The GIS is indispensable for development planners, says Shrestha. "This is because locational information is the primary source for development planning exercise".
When planners and policy makers sit down together to formulate plans, they rely on date with local variability. They need information that reflects the actual situation of the target area so that development projects can be responsive to and address the needs and priorities of the targeted community.
In the absence of GIS data, they have to rely on statistical summaries and analogue maps from central agencies, and pore through large volumes of paper -work. Moreover, these lack the inherent local variability. "On the contrary, all the analysis and planning can be done sitting at a desk with GIS database," Shrestha reasons.
Building up an information infrastructure is the most fundamental, time consuming and expensive component in planning exercises.
Information necessary for planning is fed in several parameters in different 'layers' such as geographical boundary, population, land use and services, and they can be viewed separately or in composite.

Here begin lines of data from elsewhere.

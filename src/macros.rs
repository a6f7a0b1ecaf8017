//! Utility macros for the front end.
//!
//! This module defines helper macros used by the lexer:
//!
//! - `MK_TOKEN!` - Creates a Token instance
//! - `MK_DEFAULT_HANDLER!` - Creates a default lexer handler for fixed-text tokens
//!
//! These macros reduce boilerplate in the lexer pattern table.

/// Creates a Token instance.
///
/// # Arguments
///
/// * `$kind` - The TokenKind
/// * `$value` - The token's string value
/// * `$span` - The source span
/// * `$line` - The line the token starts on
///
/// # Example
///
/// ```ignore
/// let token = MK_TOKEN!(TokenKind::Number, "42".to_string(), span, 1);
/// ```
#[macro_export]
macro_rules! MK_TOKEN {
    ($kind:expr, $value:expr, $span:expr, $line:expr) => {
        Token {
            kind: $kind,
            value: $value,
            span: $span,
            line: $line,
        }
    };
}

/// Creates a default lexer handler for fixed-text tokens.
///
/// Generates a handler function that emits a token with the given kind and
/// advances the lexer past the literal text.
///
/// # Arguments
///
/// * `$kind` - The TokenKind to create
/// * `$value` - The literal string value (used for length calculation)
///
/// # Example
///
/// ```ignore
/// RegexPattern {
///     regex: Regex::new(r"^\|>").unwrap(),
///     handler: MK_DEFAULT_HANDLER!(TokenKind::Pipeline, "|>"),
/// }
/// ```
#[macro_export]
macro_rules! MK_DEFAULT_HANDLER {
    ($kind:expr, $value:literal) => {
        |lexer: &mut Lexer, _regex: &Regex| -> Option<Token> {
            Some(lexer.make_token($kind, String::from($value), $value.len()))
        }
    };
}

Local resources and knowledge have been utilised to prepare the existing GIS database for PDDP. The respective District Development Committees (DDCs) provided the resource maps for their districts, which were fed into the GIS software through the process of digitising. The wealth of information has proven to be very useful to decision-makers in the planning process.
Application of GIS is becoming especially popular in the districts since NPC has categorically mentioned its use in the national and district level planning and decision-making process.
To cater to the high demand of GIS application to the country trained manpower is gradually increasing in this field.
Programme officers in all the DDCs where PDDP are active, have received rigorous training in GIS, in map recording, plotting, planning tools and techniques. Likewise, employees of the Central Bureau of Statistics, environmental and other organisations and students have undergone training in GIS.
Although officially, the GIS stands for Geographic Information System, it is being increasingly called Geo-Informatic Science in several places of the world, says Shrestha.
The reason, he says, is that GIS is not just a system or computer programme but a whole science in itself.